Glycosylation control technologies for recombinant therapeutic proteins

Protein glycosylation is a very important quality attribute of any biopharmaceutical product as it affects the efficacy, serum half-life, and antigenicity of a molecule. The present expression hosts commercially utilized for a recombinant glycoprotein production generally cannot produce a desired and uniform glycan composition and generally exhibit non-human glycans that can lead to unwanted side effects. The authors provide a comprehensive review of various approaches which can be implemented to minimize the glycan heterogeneity for the production of the desired protein with improved glycoforms. The authors also describe that the industry standard expression systems such as mammalian, insect, and yeast are glycoengineered to produce human-like glycan composition of a recombinant product.

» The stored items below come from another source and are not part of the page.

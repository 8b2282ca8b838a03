use std::sync::Arc;
use std::sync::atomic::{AtomicUsize, Ordering};

use tokio::sync::RwLock;

use crate::auth::AuthConfig;
use crate::config::ServerConfig;
use crate::game_session::ServerGameRegistry;
use crate::room_manager::{RoomManager, RoomPolicy};
use crate::service::RoomService;
use crate::store::{SharedStore, StoreWriter};

pub type SharedRoomManager = Arc<RwLock<RoomManager>>;

#[derive(Clone)]
pub struct AppState {
    pub rooms: SharedRoomManager,
    pub service: RoomService,
    pub auth: AuthConfig,
    pub game_registry: Arc<ServerGameRegistry>,
    pub config: Arc<ServerConfig>,
    pub ws_connection_count: Arc<AtomicUsize>,
    /// "sqlite", "memory" or "none", for the status endpoints.
    pub store_backend: &'static str,
}

impl AppState {
    /// Build the state. Must be called inside a tokio runtime when a store is
    /// given, since the store writer task is spawned here.
    pub fn new(
        config: ServerConfig,
        store: Option<SharedStore>,
        store_backend: &'static str,
    ) -> Self {
        Self::with_registry(config, store, store_backend, ServerGameRegistry::new())
    }

    pub fn with_registry(
        config: ServerConfig,
        store: Option<SharedStore>,
        store_backend: &'static str,
        registry: ServerGameRegistry,
    ) -> Self {
        let auth = AuthConfig {
            bearer_token: config.auth.bearer_token.clone(),
        };
        let game_registry = Arc::new(registry);
        let writer = store.as_ref().map(|s| StoreWriter::spawn(Arc::clone(s)));
        let policy = RoomPolicy::from_config(&config);
        let rooms: SharedRoomManager = Arc::new(RwLock::new(RoomManager::new(
            Arc::clone(&game_registry),
            policy,
            writer.clone(),
        )));
        let service = RoomService::new(
            Arc::clone(&rooms),
            store,
            writer,
            config.rooms.default_content_limit,
            policy.active_ttl,
        );
        Self {
            rooms,
            service,
            auth,
            game_registry,
            config: Arc::new(config),
            ws_connection_count: Arc::new(AtomicUsize::new(0)),
            store_backend,
        }
    }
}

/// Counts a live WebSocket connection for as long as it is held.
pub struct ConnectionGuard {
    count: Arc<AtomicUsize>,
}

impl ConnectionGuard {
    pub fn new(count: Arc<AtomicUsize>) -> Self {
        count.fetch_add(1, Ordering::Relaxed);
        Self { count }
    }
}

impl Drop for ConnectionGuard {
    fn drop(&mut self) {
        self.count.fetch_sub(1, Ordering::Relaxed);
    }
}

This review summarizes the recent technologies used for the improvement of the glycan composition of the biotherapeutics, focusing largely on the selection of an appropriate expression host, glycoengineering, and upstream process optimization to control protein glycosylation and thus enhanced biological activity with fewer side effects. Here, we also suggest various approaches such as host and clone selection to achieve expected glycosylation in a recombinant protein. The cell culture, biochemical, and physical process parameters play a key role in the manufacturing of the desired glycoform of a therapeutic protein. Hence, these components are to be considered very carefully while developing such glycoproteins. Also, glycoengineering of production host to modulate the protein glycosylation is also recommended in the present review.